This clinical trial is focused on studying infertility, a condition where individuals have difficulty getting pregnant. The study is investigating the use of vaginal progesterone as a treatment to support the luteal phase, which is a part of the menstrual cycle that occurs after ovulation. The trial aims to determine if using vaginal progesterone can improve the chances of a live birth for women undergoing a specific type of fertility treatment called frozen/thawed in-vitro fertilization natural cycles (FET-NC). Two forms of progesterone are being used in this study: Cyclogest 400 mg vagitorium and Lutinus 100 mg vaginaltabletter.

The purpose of the study is to see if providing luteal phase support with vaginal progesterone is better than not providing any support, in terms of achieving a live birth. If it is found to be beneficial, the study will also compare whether a 7-week treatment is more effective than a 3-week treatment.

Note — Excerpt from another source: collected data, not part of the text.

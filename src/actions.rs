//! Which release jobs a pull request should trigger.
//!
//! A PR needs an environment label and a scenario label before anything is
//! versioned, tagged or pushed; only the higher environments also publish to
//! the shared registry.

use crate::config::ActionsSection;
use crate::labels::LabelSet;

/// Execution flags, one per downstream job.
#[derive(Debug, Clone, Copy, Default, PartialEq, Eq)]
pub struct ExecutableActions {
    pub get_pr_version: bool,
    pub push_to_azure_dev: bool,
    pub push_to_azure_shared_registry: bool,
    pub tag_version: bool,
}

impl ExecutableActions {
    /// Evaluate the flags for `labels`.
    pub fn plan(labels: &LabelSet, section: &ActionsSection) -> Self {
        let labels = if section.normalize {
            labels.normalized()
        } else {
            labels.clone()
        };
        let set = |names: &[String]| {
            let set = LabelSet::from_names(names.iter().cloned());
            if section.normalize { set.normalized() } else { set }
        };

        let has_scenario = labels.intersects(&set(&section.scenario_labels));
        let release = labels.intersects(&set(&section.environment_labels)) && has_scenario;
        let shared = labels.intersects(&set(&section.shared_registry_labels)) && has_scenario;

        Self {
            get_pr_version: release,
            push_to_azure_dev: release,
            push_to_azure_shared_registry: shared,
            tag_version: release,
        }
    }

    /// `(output key, flag)` pairs in the order the workflow reads them.
    pub fn outputs(&self) -> [(&'static str, bool); 4] {
        [
            ("exec_get_pr_version", self.get_pr_version),
            ("exec_push_to_azure_dev", self.push_to_azure_dev),
            (
                "exec_push_to_azure_shared_registry",
                self.push_to_azure_shared_registry,
            ),
            ("exec_tag_version", self.tag_version),
        ]
    }
}

#[cfg(test)]
mod tests {
    use super::*;

    fn plan(names: &[&str]) -> ExecutableActions {
        let labels: LabelSet = names.iter().copied().collect();
        ExecutableActions::plan(&labels, &ActionsSection::default())
    }

    #[test]
    fn test_dev_with_scenario_releases_without_shared_registry() {
        let actions = plan(&["dev", "train"]);
        assert!(actions.get_pr_version);
        assert!(actions.push_to_azure_dev);
        assert!(actions.tag_version);
        assert!(!actions.push_to_azure_shared_registry);
    }

    #[test]
    fn test_prod_with_scenario_also_publishes_shared() {
        let actions = plan(&["prod", "inference"]);
        assert!(actions.get_pr_version);
        assert!(actions.push_to_azure_shared_registry);
    }

    #[test]
    fn test_environment_without_scenario_does_nothing() {
        assert_eq!(plan(&["qua"]), ExecutableActions::default());
    }

    #[test]
    fn test_scenario_without_environment_does_nothing() {
        assert_eq!(plan(&["utils", "tests"]), ExecutableActions::default());
    }

    #[test]
    fn test_labels_are_normalized_by_default() {
        let actions = plan(&[" QUA ", "Tests"]);
        assert!(actions.get_pr_version);
        assert!(actions.push_to_azure_shared_registry);
    }

    #[test]
    fn test_normalization_can_be_disabled() {
        let section = ActionsSection {
            normalize: false,
            ..ActionsSection::default()
        };
        let labels: LabelSet = ["DEV", "train"].into_iter().collect();
        assert_eq!(
            ExecutableActions::plan(&labels, &section),
            ExecutableActions::default()
        );
    }

    #[test]
    fn test_output_keys() {
        let keys: Vec<_> = plan(&["dev", "train"]).outputs().iter().map(|(k, _)| *k).collect();
        assert_eq!(
            keys,
            vec![
                "exec_get_pr_version",
                "exec_push_to_azure_dev",
                "exec_push_to_azure_shared_registry",
                "exec_tag_version",
            ]
        );
    }
}
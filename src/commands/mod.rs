//! Command implementations for mlrelease.
//!
//! This module provides the dispatcher that routes CLI commands to their
//! implementations. Config is loaded once here and handed to every command
//! together with the step-output channel.

mod actions;
mod components;
mod deploy;
mod gate;
mod version;

use crate::ci_output::StepOutputs;
use crate::cli::{Cli, Command};
use crate::config::Config;
use crate::error::Result;
use std::time::Duration;

/// Shared state for one command invocation.
#[derive(Debug, Clone, Default)]
pub struct CommandContext {
    pub config: Config,
    pub outputs: StepOutputs,
}

impl CommandContext {
    pub fn new(config: Config, outputs: StepOutputs) -> Self {
        Self { config, outputs }
    }

    /// Network timeout for outbound calls.
    pub fn http_timeout(&self) -> Duration {
        Duration::from_secs(self.config.http.timeout_secs)
    }
}

/// Dispatch a command to its implementation.
///
/// This is the main entry point for command execution. A missing config file
/// means defaults; an invalid one is a usage error.
pub fn dispatch(cli: Cli) -> Result<()> {
    let config = Config::load_or_default(&cli.config)?;
    let ctx = CommandContext::new(config, StepOutputs::new(cli.output_file()));

    match cli.command {
        Command::Version(cmd) => version::cmd_version(&ctx, cmd),
        Command::Components(cmd) => components::cmd_components(&ctx, cmd),
        Command::Actions(args) => actions::cmd_actions(&ctx, args),
        Command::Gate(cmd) => gate::cmd_gate(&ctx, cmd),
        Command::Deploy(args) => deploy::cmd_deploy(&ctx, args),
    }
}

#[cfg(test)]
mod tests {
    use super::*;
    use clap::Parser;
    use std::fs;
    use tempfile::TempDir;

    #[test]
    fn test_http_timeout_from_config() {
        let mut ctx = CommandContext::default();
        ctx.config.http.timeout_secs = 7;
        assert_eq!(ctx.http_timeout(), Duration::from_secs(7));
    }

    #[test]
    fn test_dispatch_rejects_invalid_config() {
        let temp_dir = TempDir::new().unwrap();
        let config = temp_dir.path().join("release.yaml");
        fs::write(&config, "gate:\n  min_approvals: 0\n").unwrap();

        let cli = Cli::try_parse_from([
            "mlrelease",
            "--config",
            config.to_str().unwrap(),
            "version",
            "set",
            "1.0",
            "--file",
            temp_dir.path().join("version.yaml").to_str().unwrap(),
        ])
        .unwrap();

        let err = dispatch(cli).unwrap_err();
        assert!(err.to_string().contains("min_approvals"));
        assert!(!temp_dir.path().join("version.yaml").exists());
    }

    #[test]
    fn test_dispatch_with_missing_config_uses_defaults() {
        let temp_dir = TempDir::new().unwrap();
        let version_file = temp_dir.path().join("version.yaml");

        let cli = Cli::try_parse_from([
            "mlrelease",
            "--config",
            temp_dir.path().join("absent.yaml").to_str().unwrap(),
            "version",
            "set",
            "4.2",
            "--file",
            version_file.to_str().unwrap(),
        ])
        .unwrap();

        dispatch(cli).unwrap();
        assert!(fs::read_to_string(&version_file).unwrap().contains("4.2"));
    }
}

Participants in the study will receive either the progesterone treatment or a placebo, and their progress will be monitored over time to assess various outcomes related to pregnancy and birth.

Throughout the study, researchers will track several outcomes, including live birth rates, pregnancy progression, and any complications that may arise during pregnancy. The study will also look at the cost-effectiveness of the treatment and measure progesterone levels in blood samples. The trial is expected to continue until early 2026, with the goal of providing valuable insights into the effectiveness of vaginal progesterone in supporting successful pregnancies for those experiencing infertility.